"Uma Mulher Fantástica" (Una Mujer Fantástica, 2017) é o filme representante do Chile no Oscar 2018. Seu diretor, Sebastián Lelio é uma importante figura no cinema chileno, ao lado de Pablo Larraín. Seu último filme, "Gloria" (2013), traz o drama de uma mulher já na terceira idade que lida com problemas como solidão, afastamento e amor. Aqui, ele entrega um filme com um drama social em um mundo contemporâneo que é composto por sérios preconceitos de diversos segmentos da sociedade.
Em "Uma Mulher Fantástica", temos a história de Marina Vidal (Daniela Vega), uma mulher trans que enfrenta o duro preconceito explícito da sociedade após a morte de seu namorado, Orlando (Francisco Reyes). Além disso, Marina também enfrenta segmentos da sociedade que praticam um preconceito velado, disfarçado, que só é perceptível durante o filme pela protagonista e que chega até o público por meio da força narrativa e da atuação do filme. Essa mulher tem durante todo o filme seus direitos negados ou subtraídos, até mesmo o luto lhe é tirado por não ser aceita diante da família do ex-namorado morto.
Podemos dividir a análise por partes, no tocante à cinematografia ocorre o bom uso das tonalidades, a fotografia tenta dar um ar dualista, não só à personagem, mas em toda as ambientações do filme. Ao encontro disso, a câmera acompanha a personagem o tempo todo e o mais próximo possível, recurso bem inteligente para, não só mostrar o drama da personagem, mas também apostar, com sucesso, na força da atriz Daniela Vega que entrega uma das atuações femininas mais fortes de 2017 e injustamente esquecida nas premiações americanas.

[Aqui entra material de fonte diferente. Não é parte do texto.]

// src/utils/validation.rs
use regex::Regex;
use std::sync::OnceLock;

use crate::error::ToolError;

/// RFC 1123 label as accepted for namespace and service account names.
const NAME_PATTERN: &str = r"^[a-z]([-a-z0-9]*[a-z0-9])?$";

fn name_regex() -> &'static Regex {
    static RE: OnceLock<Regex> = OnceLock::new();
    RE.get_or_init(|| Regex::new(NAME_PATTERN).expect("name pattern is a valid regex"))
}

pub fn validate_name(name: &str) -> Result<(), ToolError> {
    if name_regex().is_match(name) {
        Ok(())
    } else {
        Err(ToolError::InvalidName(name.to_string()))
    }
}

/// Splits a comma-separated namespace list, dropping blank entries.
pub fn parse_target_namespaces(raw: &str) -> Result<Vec<String>, ToolError> {
    let mut targets = Vec::new();
    for entry in raw.split(',').map(str::trim).filter(|s| !s.is_empty()) {
        validate_name(entry)?;
        if !targets.iter().any(|t| t == entry) {
            targets.push(entry.to_string());
        }
    }
    Ok(targets)
}

#[cfg(test)]
mod tests {
    use super::*;

    #[test]
    fn test_accepts_valid_names() {
        for name in ["a", "spinnaker", "spinnaker-sa", "ns-1", "a1b2", "x-y-z9"] {
            assert!(validate_name(name).is_ok(), "{} should be accepted", name);
        }
    }

    #[test]
    fn test_rejects_invalid_names() {
        for name in [
            "",
            "1abc",
            "-abc",
            "abc-",
            "Spinnaker",
            "spin_naker",
            "spin.naker",
            "spin naker",
            "spinnaker\n",
        ] {
            assert!(
                matches!(validate_name(name), Err(ToolError::InvalidName(_))),
                "{:?} should be rejected",
                name
            );
        }
    }

    #[test]
    fn test_parse_target_namespaces() {
        let targets = parse_target_namespaces(" dev, staging,,prod ,dev").unwrap();
        assert_eq!(targets, vec!["dev", "staging", "prod"]);

        assert!(parse_target_namespaces("").unwrap().is_empty());
        assert!(parse_target_namespaces("dev,Prod").is_err());
    }
}
mod paths;
mod types;

pub use paths::{resolve_output_path, resolve_source_kubeconfig};
pub use types::{FlowConfig, KubeconfigMethod, ToolDefaults};
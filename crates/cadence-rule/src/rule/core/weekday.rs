use std::fmt;

/// Day of the week, numbered from Sunday as in the rule text.
#[derive(Debug, Clone, Copy, PartialEq, Eq, PartialOrd, Ord, Hash)]
pub enum Weekday {
    Sunday = 0,
    Monday = 1,
    Tuesday = 2,
    Wednesday = 3,
    Thursday = 4,
    Friday = 5,
    Saturday = 6,
}

impl Weekday {
    /// All weekdays in code order.
    pub const ALL: [Self; 7] = [
        Self::Sunday,
        Self::Monday,
        Self::Tuesday,
        Self::Wednesday,
        Self::Thursday,
        Self::Friday,
        Self::Saturday,
    ];

    /// Numeric code, 0 for Sunday through 6 for Saturday.
    #[must_use]
    pub const fn code(self) -> u8 {
        self as u8
    }

    #[must_use]
    pub fn from_code(code: u8) -> Option<Self> {
        Self::ALL.get(usize::from(code)).copied()
    }

    /// Single-letter encoding used in rule text (`U M T W R F S`).
    #[must_use]
    pub const fn letter(self) -> char {
        match self {
            Self::Sunday => 'U',
            Self::Monday => 'M',
            Self::Tuesday => 'T',
            Self::Wednesday => 'W',
            Self::Thursday => 'R',
            Self::Friday => 'F',
            Self::Saturday => 'S',
        }
    }

    /// Parses a weekday letter, ignoring case.
    #[must_use]
    pub fn from_letter(c: char) -> Option<Self> {
        match c.to_ascii_uppercase() {
            'U' => Some(Self::Sunday),
            'M' => Some(Self::Monday),
            'T' => Some(Self::Tuesday),
            'W' => Some(Self::Wednesday),
            'R' => Some(Self::Thursday),
            'F' => Some(Self::Friday),
            'S' => Some(Self::Saturday),
            _ => None,
        }
    }

    #[must_use]
    pub const fn name(self) -> &'static str {
        match self {
            Self::Sunday => "Sunday",
            Self::Monday => "Monday",
            Self::Tuesday => "Tuesday",
            Self::Wednesday => "Wednesday",
            Self::Thursday => "Thursday",
            Self::Friday => "Friday",
            Self::Saturday => "Saturday",
        }
    }

    /// Two-letter RFC 5545 weekday abbreviation.
    #[must_use]
    pub const fn rfc5545(self) -> &'static str {
        match self {
            Self::Sunday => "SU",
            Self::Monday => "MO",
            Self::Tuesday => "TU",
            Self::Wednesday => "WE",
            Self::Thursday => "TH",
            Self::Friday => "FR",
            Self::Saturday => "SA",
        }
    }

    /// Days from `self` forward to `other`, in `0..7`.
    #[must_use]
    pub const fn days_until(self, other: Self) -> u8 {
        (other.code() + 7 - self.code()) % 7
    }
}

impl From<chrono::Weekday> for Weekday {
    fn from(weekday: chrono::Weekday) -> Self {
        match weekday {
            chrono::Weekday::Sun => Self::Sunday,
            chrono::Weekday::Mon => Self::Monday,
            chrono::Weekday::Tue => Self::Tuesday,
            chrono::Weekday::Wed => Self::Wednesday,
            chrono::Weekday::Thu => Self::Thursday,
            chrono::Weekday::Fri => Self::Friday,
            chrono::Weekday::Sat => Self::Saturday,
        }
    }
}

impl fmt::Display for Weekday {
    fn fmt(&self, f: &mut fmt::Formatter<'_>) -> fmt::Result {
        f.write_str(self.name())
    }
}
use std::path::Path;

use anyhow::Result;
use config::builder::DefaultState;
use config::{Config, ConfigBuilder};
use serde::Deserialize;

use crate::constants::{
    CONFIG_FILE_NAME, DEFAULT_LOG_LEVEL, DEFAULT_MAX_COUNT, DEFAULT_NEXT_OCCURRENCE_SCAN,
    ENV_PREFIX,
};
use crate::error::{CoreError, CoreResult};

#[derive(Debug, Clone, Deserialize)]
pub struct Settings {
    pub logging: LoggingConfig,
    pub engine: EngineConfig,
}

#[derive(Debug, Clone, Deserialize)]
pub struct LoggingConfig {
    pub level: String,
}

/// Safety caps applied to rule expansion.
#[derive(Debug, Clone, Deserialize)]
pub struct EngineConfig {
    /// Maximum number of dates a single expansion returns.
    pub max_count: usize,
    /// Maximum number of occurrences examined when looking for the next one.
    pub next_scan: usize,
}

impl EngineConfig {
    /// ## Summary
    /// Checks that both caps allow at least one occurrence.
    ///
    /// ## Errors
    /// Returns `CoreError::InvalidConfiguration` if a cap is zero.
    pub fn validate(&self) -> CoreResult<()> {
        if self.max_count == 0 {
            return Err(CoreError::InvalidConfiguration(
                "engine.max_count must be at least 1".to_string(),
            ));
        }
        if self.next_scan == 0 {
            return Err(CoreError::InvalidConfiguration(
                "engine.next_scan must be at least 1".to_string(),
            ));
        }
        Ok(())
    }
}

impl Default for Settings {
    fn default() -> Self {
        Self {
            logging: LoggingConfig {
                level: DEFAULT_LOG_LEVEL.to_string(),
            },
            engine: EngineConfig {
                max_count: DEFAULT_MAX_COUNT,
                next_scan: DEFAULT_NEXT_OCCURRENCE_SCAN,
            },
        }
    }
}

impl Settings {
    /// ## Summary
    /// Returns a configuration builder pre-populated with every default value.
    ///
    /// ## Errors
    /// Returns an error if a default cannot be stored in the builder.
    pub fn builder() -> Result<ConfigBuilder<DefaultState>> {
        Ok(Config::builder()
            .set_default("logging.level", DEFAULT_LOG_LEVEL)?
            .set_default("engine.max_count", u64::try_from(DEFAULT_MAX_COUNT)?)?
            .set_default(
                "engine.next_scan",
                u64::try_from(DEFAULT_NEXT_OCCURRENCE_SCAN)?,
            )?)
    }

    /// ## Summary
    /// Loads configuration from environment variables and a TOML file into a `Settings`.
    ///
    /// When `config_file` is given it must exist; otherwise `cadence.toml` in the
    /// working directory is read if present. Environment variables
    /// (`CADENCE_ENGINE__MAX_COUNT`, ...) take precedence over file values.
    ///
    /// ## Errors
    /// Returns an error if building the configuration, deserializing it, or
    /// validating it fails.
    pub fn load(config_file: Option<&Path>) -> Result<Self> {
        let file = match config_file {
            Some(path) => config::File::from(path).required(true),
            None => config::File::with_name(CONFIG_FILE_NAME).required(false),
        };

        let config = Self::builder()?
            // TOML file
            .add_source(file)
            // Env vars
            .add_source(
                config::Environment::with_prefix(ENV_PREFIX)
                    .prefix_separator("_")
                    .separator("__")
                    .ignore_empty(true)
                    .try_parsing(true),
            )
            .build()?;

        Self::from_config(config)
    }

    /// ## Summary
    /// Deserializes and validates an already built configuration.
    ///
    /// ## Errors
    /// Returns an error if the configuration does not match `Settings` or an
    /// engine cap is zero.
    pub fn from_config(config: Config) -> Result<Self> {
        let settings = config.try_deserialize::<Self>()?;
        settings.engine.validate()?;
        Ok(settings)
    }
}

/// ## Summary
/// Loads configuration from a `.env` file, environment variables and the
/// optional configuration file.
///
/// ## Errors
/// Returns an error if loading or deserializing the configuration fails.
pub fn load_config(config_file: Option<&Path>) -> Result<Settings> {
    if let Err(err) = dotenvy::dotenv() {
        tracing::trace!(error = %err, "No .env file loaded");
    }

    Settings::load(config_file)
}
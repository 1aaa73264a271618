//! Cross-cutting tests over a shared set of rule fixtures.

mod round_trip;
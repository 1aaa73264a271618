use thiserror::Error;

/// Core-level errors
#[derive(Error, Debug)]
pub enum CoreError {
    #[error("Invalid configuration: {0}")]
    InvalidConfiguration(String),

    #[error("Invalid input: {0}")]
    InvalidInput(String),
}

pub type CoreResult<T> = std::result::Result<T, CoreError>;
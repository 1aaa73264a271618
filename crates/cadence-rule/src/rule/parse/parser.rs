//! Field parsers for recurrence rule text.

use std::collections::BTreeSet;
use std::num::NonZeroU32;

use cadence_core::constants::DATE_FORMAT;
use chrono::NaiveDate;

use super::error::{ParseError, ParseErrorKind, ParseResult};
use crate::rule::core::{
    Frequency, MonthDay, MonthlyPattern, RecurrenceRule, Termination, WeekOfMonth, Weekday,
};

/// Frequency word of the first field, before its options are known.
#[derive(Debug, Clone, Copy, PartialEq, Eq)]
enum FrequencyKeyword {
    Daily,
    Weekly,
    Monthly,
    Yearly,
}

/// Parses recurrence rule text such as `weekly2:2025-12-31:MWF`.
///
/// Surrounding whitespace is ignored. An empty termination field means the
/// rule never terminates, and an empty options field is the same as none.
///
/// ## Errors
/// Returns a `ParseError` describing the first field that does not follow the
/// rule grammar. No partially parsed rule is ever returned.
pub fn parse_rule(text: &str) -> ParseResult<RecurrenceRule> {
    let text = text.trim();
    match parse_fields(text) {
        Ok(rule) => {
            tracing::trace!(
                rule = %text,
                frequency = rule.frequency().keyword(),
                interval = rule.interval().get(),
                "Parsed recurrence rule"
            );
            Ok(rule)
        }
        Err(err) => {
            tracing::debug!(rule = %text, error = %err, "Rejected recurrence rule");
            Err(err)
        }
    }
}

fn parse_fields(text: &str) -> ParseResult<RecurrenceRule> {
    let fields: Vec<&str> = text.split(':').collect();
    let (spec, termination, options) = match fields.as_slice() {
        [spec, termination] => (*spec, *termination, None),
        [spec, termination, options] => (*spec, *termination, Some(*options)),
        _ => {
            return Err(ParseError::new(
                ParseErrorKind::MalformedStructure,
                format!(
                    "expected 2 or 3 colon-separated fields, found {}",
                    fields.len()
                ),
            ));
        }
    };

    let (keyword, interval) = parse_frequency_spec(spec)?;
    let termination = parse_termination(termination)?;
    let options = options.filter(|options| !options.is_empty());

    let frequency = match keyword {
        FrequencyKeyword::Daily => Frequency::Daily,
        FrequencyKeyword::Weekly => Frequency::Weekly {
            weekdays: options.map(parse_weekdays).transpose()?.unwrap_or_default(),
        },
        FrequencyKeyword::Monthly => Frequency::Monthly {
            pattern: options.map(parse_monthly_pattern).transpose()?,
        },
        FrequencyKeyword::Yearly => Frequency::Yearly,
    };

    Ok(RecurrenceRule::new(frequency)
        .with_interval(interval)
        .with_termination(termination))
}

/// Parses the frequency word and its optional interval (e.g., "weekly2").
fn parse_frequency_spec(spec: &str) -> ParseResult<(FrequencyKeyword, NonZeroU32)> {
    let lowered = spec.to_ascii_lowercase();
    let split = lowered
        .find(|c: char| c.is_ascii_digit())
        .unwrap_or(lowered.len());
    let (word, digits) = lowered.split_at(split);

    let keyword = match word {
        "daily" => FrequencyKeyword::Daily,
        "weekly" => FrequencyKeyword::Weekly,
        "monthly" => FrequencyKeyword::Monthly,
        "yearly" => FrequencyKeyword::Yearly,
        _ => {
            return Err(ParseError::unexpected(
                ParseErrorKind::UnknownFrequency,
                "daily, weekly, monthly or yearly",
                spec,
            ));
        }
    };

    if digits.is_empty() {
        return Ok((keyword, NonZeroU32::MIN));
    }
    if !digits.chars().all(|c| c.is_ascii_digit()) {
        return Err(ParseError::unexpected(
            ParseErrorKind::UnknownFrequency,
            "a frequency word followed by an optional interval",
            spec,
        ));
    }

    let interval = digits
        .parse::<u32>()
        .ok()
        .and_then(NonZeroU32::new)
        .ok_or_else(|| {
            ParseError::unexpected(ParseErrorKind::BadInterval, "an interval of at least 1", digits)
        })?;

    Ok((keyword, interval))
}

/// Parses the COUNT or UNTIL field.
fn parse_termination(field: &str) -> ParseResult<Option<Termination>> {
    if field.is_empty() {
        return Ok(None);
    }

    if field.chars().all(|c| c.is_ascii_digit()) {
        let count = field
            .parse::<u32>()
            .ok()
            .and_then(NonZeroU32::new)
            .ok_or_else(|| {
                ParseError::unexpected(ParseErrorKind::BadCount, "a count of at least 1", field)
            })?;
        return Ok(Some(Termination::Count(count)));
    }

    if !has_iso_date_shape(field) {
        return Err(ParseError::unexpected(
            ParseErrorKind::BadUntilDate,
            "a YYYY-MM-DD calendar date",
            field,
        ));
    }

    NaiveDate::parse_from_str(field, DATE_FORMAT)
        .map(|until| Some(Termination::Until(until)))
        .map_err(|err| {
            ParseError::new(
                ParseErrorKind::BadUntilDate,
                format!("{field:?} is not a YYYY-MM-DD calendar date ({err})"),
            )
        })
}

/// Exact `YYYY-MM-DD` layout. `chrono` alone also accepts unpadded or signed
/// fields.
fn has_iso_date_shape(field: &str) -> bool {
    field.len() == 10
        && field.bytes().enumerate().all(|(i, b)| match i {
            4 | 7 => b == b'-',
            _ => b.is_ascii_digit(),
        })
}

/// Parses weekly options: a run of weekday letters.
fn parse_weekdays(field: &str) -> ParseResult<BTreeSet<Weekday>> {
    field
        .chars()
        .map(|c| {
            Weekday::from_letter(c).ok_or_else(|| {
                ParseError::new(
                    ParseErrorKind::UnknownWeekday,
                    format!("{c:?} is not one of U, M, T, W, R, F, S"),
                )
            })
        })
        .collect()
}

/// Parses monthly options: a day number ("15") or a weekday pattern ("2W", "-F").
fn parse_monthly_pattern(field: &str) -> ParseResult<MonthlyPattern> {
    if field.len() <= 2 && field.chars().all(|c| c.is_ascii_digit()) {
        let day = field.parse::<u32>().map_err(|err| {
            ParseError::new(ParseErrorKind::BadMonthDay, format!("{field:?}: {err}"))
        })?;
        return MonthDay::new(day)
            .map(MonthlyPattern::Day)
            .map_err(|err| ParseError::new(ParseErrorKind::BadMonthDay, err.to_string()));
    }

    let mut chars = field.chars();
    let (Some(selector), Some(letter), None) = (chars.next(), chars.next(), chars.next()) else {
        return Err(ParseError::unexpected(
            ParseErrorKind::BadMonthlyPattern,
            "a day number or a week selector followed by a weekday letter",
            field,
        ));
    };

    let week = match selector {
        '1' => WeekOfMonth::First,
        '2' => WeekOfMonth::Second,
        '3' => WeekOfMonth::Third,
        '4' => WeekOfMonth::Fourth,
        '5' => WeekOfMonth::Fifth,
        '-' => WeekOfMonth::Last,
        c if c.is_ascii_digit() => {
            return Err(ParseError::new(
                ParseErrorKind::BadWeekNumber,
                format!("week {c} is outside 1-5 (use '-' for the last week)"),
            ));
        }
        _ => {
            return Err(ParseError::unexpected(
                ParseErrorKind::BadMonthlyPattern,
                "a week selector (1-5 or '-')",
                field,
            ));
        }
    };

    let weekday = Weekday::from_letter(letter).ok_or_else(|| {
        ParseError::unexpected(
            ParseErrorKind::BadMonthlyPattern,
            "a weekday letter after the week selector",
            field,
        )
    })?;

    Ok(MonthlyPattern::NthWeekday { week, weekday })
}
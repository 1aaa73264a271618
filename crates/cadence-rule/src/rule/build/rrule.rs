use crate::rule::core::{Frequency, MonthlyPattern, RecurrenceRule, Termination};

/// Converts a rule to an RFC 5545 `RRULE` value (without the `RRULE:` prefix).
///
/// `UNTIL` is written as a DATE value, so the recurrence's `DTSTART` must be a
/// DATE as well. Weekly rules carry `WKST=SU` because weeks start on Sunday
/// here. Days past the end of a short month roll over in this crate but are
/// skipped by RFC 5545 expanders, so such months differ between the two.
#[must_use]
pub fn to_rrule(rule: &RecurrenceRule) -> String {
    let frequency = rule.frequency();
    let mut parts = vec![format!("FREQ={}", frequency.rfc5545())];

    if rule.interval().get() > 1 {
        parts.push(format!("INTERVAL={}", rule.interval()));
    }

    match rule.termination() {
        Some(Termination::Count(count)) => parts.push(format!("COUNT={count}")),
        Some(Termination::Until(until)) => parts.push(format!("UNTIL={}", until.format("%Y%m%d"))),
        None => {}
    }

    match frequency {
        Frequency::Weekly { weekdays } => {
            if !weekdays.is_empty() {
                let days: Vec<&str> = weekdays.iter().map(|weekday| weekday.rfc5545()).collect();
                parts.push(format!("BYDAY={}", days.join(",")));
            }
            parts.push("WKST=SU".to_string());
        }
        Frequency::Monthly {
            pattern: Some(MonthlyPattern::Day(day)),
        } => parts.push(format!("BYMONTHDAY={}", day.get())),
        Frequency::Monthly {
            pattern: Some(MonthlyPattern::NthWeekday { week, weekday }),
        } => parts.push(format!("BYDAY={}{}", week.ordinal(), weekday.rfc5545())),
        Frequency::Monthly { pattern: None } | Frequency::Daily | Frequency::Yearly => {}
    }

    parts.join(";")
}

A direção de arte acompanha bem as personagens, todos os figurinos, maquiagens e caracterizações estão bem consistentes com o próprio filme. A trilha sonora é bem trabalhada a fim de reforçar sentimentos e sensações da personagem, há uma cena memorável ao som de "(You make me feel like) A Natural Woman", de Aretha Franklin. Concomitante, a montagem do filme é bem discreta, mas competente na direção de entregar um filme com boa noção de raccord e continuidade.
O maior acerto do filme, contudo, vem de uma dobradinha direção e atuação. O diretor por conduzir bem uma narrativa que poderia transformar o filme em um grande estereótipo, muita parte do mérito dele está na forma em como escolhe abordar o tema e trabalhar em sua mise-en-scène, acompanhar a sua atriz o tempo todo foi a chave para transformar o filme do comum para o fantástico. Tudo isso só é possível graças a Daniela Vega, que interpreta a protagonista do filme. A força que ela dá à personagem é totalmente demonstrada por meio de suas expressões fortes. A dor, angústia, tristeza de Marina é quase palpável ao espectador durante a sessão do cinema, feito incrível para uma atriz com uma carreira tão curta, já que esse é apenas seu segundo filme. Uma pena uma atuação tão forte e premiada em diversos festivais ter sido esnobada no Oscar que desde 2008 não premia uma atriz que não tenha o inglês como língua nativa. Certamente teria um lugar claro na lista de indicadas a melhor atriz deste ano e partiria como favorita. Ela seria, ao lado Frances McDormand (Três Anúncios para um Crime), minha aposta para a categoria.
"Uma Mulher Fantástica" aposta, com razão, na força de sua protagonista e no talento de sua atriz. É um filme com um drama pesado que, se não fosse pelo bom senso do diretor e pela capacidade de Daniela, poderia cair facilmente no drama estereotipado. O longa-metragem representa bem seu país, fortalecendo ainda mais um cinema latino-americano que olha para suas questões sociais, políticas e intelectuais sem deixar de lado o drama e a singularidade das relações humanas.